Our Story and Humble Beginnings

Taboola, a company that has more than 500 million daily active users, has been an early adopter of Kubernetes on a massive scale. In the past, the company used to run its Kubernetes clusters using Systemd-based services and deployed them using Puppet as the configuration management tool. However, as Kubernetes releases became more frequent, we found keeping up with the latest updates and new features challenging.

Before Kubernetes, we used Nomad clusters to run our containerized applications. However, we quickly realized we needed a more agile and scalable infrastructure. We then turned to Kubernetes and used the “Kubernetes the hard way” project, which was written by Kelsey Hightower from Google, to initiate our clusters.

Scaling Up Infrastructure: Challenges with Upgrades and Modifications

As the company’s infrastructure grew, we found modifying and upgrading using Puppet increasingly difficult. The company’s infrastructure consisted of 7 large-scale Kubernetes clusters across nine on-premise data centers and tens of thousands of cores. The Puppet mechanism, which works by representing the state of the infrastructure and modifying it to match the desired state, created challenges for the platform team and the service level it provides as it could not perform gradual modifications on the cluster without causing downtime.

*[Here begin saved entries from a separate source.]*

//! Run configuration: reference clip, cast profiles, gateway settings.
//!
//! Configurations are loaded from YAML files using [`load_config`]. Every
//! section has built-in defaults (the bundled demo cast), so the
//! CLI works without a file.

use crate::error::{Result, TtsError};
use crate::profile::{EmotionGroup, ProfileBook, ToneProfile};
use serde::{Deserialize, Serialize};
use std::collections::BTreeMap;
use std::path::Path;

#[derive(Debug, Clone, Serialize, Deserialize)]
#[serde(deny_unknown_fields, default)]
/// Reference voice asset settings.
pub struct ReferenceConfig {
    /// Path to the reference clip. `hf://` and `https://` sources are
    /// resolved through the downloader.
    pub path: Option<String>,
    /// Leading-window bound applied when loading the clip.
    pub max_duration_seconds: f64,
}

impl Default for ReferenceConfig {
    fn default() -> Self {
        Self {
            path: None,
            max_duration_seconds: 3.0,
        }
    }
}

#[derive(Debug, Clone, Serialize, Deserialize)]
#[serde(deny_unknown_fields, default)]
/// Settings for the external GPT-SoVITS HTTP gateway.
pub struct GatewayConfig {
    /// Candidate `/tts` endpoints, probed in order.
    pub endpoints: Vec<String>,
    /// Per-request timeout in seconds.
    pub timeout_seconds: u64,
    /// Language of the text being synthesized.
    pub text_lang: String,
    /// Language of the reference prompt.
    pub prompt_lang: String,
    /// Transcript of the reference prompt.
    pub prompt_text: String,
    /// Sampling top-k.
    pub top_k: u32,
    /// Sampling top-p.
    pub top_p: f32,
    /// Sampling temperature.
    pub temperature: f32,
    /// Server-side speed factor (independent of local tone shaping).
    pub speed_factor: f32,
    /// Sampling seed; -1 lets the server pick.
    pub seed: i64,
    /// Requested response media type.
    pub media_type: String,
    /// Pause between consecutive requests, to avoid flooding the server.
    pub request_pause_seconds: f64,
}

impl Default for GatewayConfig {
    fn default() -> Self {
        Self {
            endpoints: vec![
                "http://localhost:9880/tts".to_string(),
                "http://localhost:9871/tts".to_string(),
                "http://localhost:9872/tts".to_string(),
                "http://127.0.0.1:9880/tts".to_string(),
            ],
            timeout_seconds: 20,
            text_lang: "ko".to_string(),
            prompt_lang: "ko".to_string(),
            prompt_text: "안녕하세요".to_string(),
            top_k: 15,
            top_p: 1.0,
            temperature: 1.0,
            speed_factor: 1.0,
            seed: -1,
            media_type: "wav".to_string(),
            request_pause_seconds: 1.0,
        }
    }
}

#[derive(Debug, Clone, Serialize, Deserialize)]
#[serde(deny_unknown_fields, default)]
/// Top-level configuration.
pub struct AppConfig {
    /// Reference clip settings.
    pub reference: ReferenceConfig,
    /// Speaker name to base tone profile.
    pub speakers: BTreeMap<String, ToneProfile>,
    /// Emotion groups, in priority order.
    pub emotions: Vec<EmotionGroup>,
    /// Gateway settings.
    pub gateway: GatewayConfig,
}

impl Default for AppConfig {
    fn default() -> Self {
        Self {
            reference: ReferenceConfig::default(),
            speakers: crate::profile::default_speakers(),
            emotions: crate::profile::default_groups(),
            gateway: GatewayConfig::default(),
        }
    }
}

impl AppConfig {
    /// Build the resolver tables from this configuration.
    pub fn profile_book(&self) -> ProfileBook {
        ProfileBook::new(self.speakers.clone(), self.emotions.clone())
    }
}

/// Load a YAML configuration file.
pub fn load_config(path: impl AsRef<Path>) -> Result<AppConfig> {
    let path = path.as_ref();
    if !path.exists() {
        return Err(TtsError::AssetNotFound(path.to_path_buf()));
    }
    let text = std::fs::read_to_string(path)?;
    serde_yaml::from_str(&text).map_err(|e| TtsError::Configuration(e.to_string()))
}

#[cfg(test)]
mod tests {
    use super::{load_config, AppConfig};
    use crate::error::TtsError;
    use tempfile::tempdir;

    #[test]
    fn defaults_cover_the_builtin_cast() {
        let config = AppConfig::default();
        assert!(config.speakers.contains_key("hyunjung"));
        assert_eq!(config.emotions.len(), 3);
        assert_eq!(config.emotions[0].name, "excited");
        assert!((config.reference.max_duration_seconds - 3.0).abs() < f64::EPSILON);
    }

    #[test]
    fn partial_file_overrides_only_named_sections() {
        let dir = tempdir().expect("tempdir");
        let path = dir.path().join("config.yaml");
        std::fs::write(
            &path,
            "reference:\n  max_duration_seconds: 2.0\nspeakers:\n  solo: {pitch: 1.0, speed: 1.0, volume: 0.5}\n",
        )
        .expect("write");

        let config = load_config(&path).expect("load");
        assert_eq!(config.speakers.len(), 1);
        assert!((config.reference.max_duration_seconds - 2.0).abs() < f64::EPSILON);
        // Unnamed sections keep their defaults.
        assert_eq!(config.emotions.len(), 3);
        assert!(!config.gateway.endpoints.is_empty());
    }

    #[test]
    fn unknown_fields_are_rejected() {
        let dir = tempdir().expect("tempdir");
        let path = dir.path().join("config.yaml");
        std::fs::write(&path, "bogus_section: 1\n").expect("write");
        let err = load_config(&path).unwrap_err();
        assert!(matches!(err, TtsError::Configuration(_)));
    }

    #[test]
    fn missing_config_is_asset_not_found() {
        let err = load_config("nope/config.yaml").unwrap_err();
        assert!(matches!(err, TtsError::AssetNotFound(_)));
    }
}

Consequently, the team accumulated significant technical debt, and we could not keep up with the fast-paced Kubernetes release cycle. We were running an outdated version of Kubernetes while newer versions were already available.

The Kubernetes release cycle has also undergone a significant change in recent times. In April 2021, the open-source Kubernetes release team shifted from four to three releases per year. This move ensured a more predictable release schedule and improved software release quality.

Despite this change, it’s still crucial for companies to keep up with the latest updates and new features in Kubernetes, as it’s a rapidly evolving technology that requires continuous learning and adaptation.

Revolutionizing Infrastructure Management: Our Journey from the Hard Way to Kubeadm

To overcome these challenges, we designed a solution to allow us to initiate and re-initiate clusters as quickly as possible.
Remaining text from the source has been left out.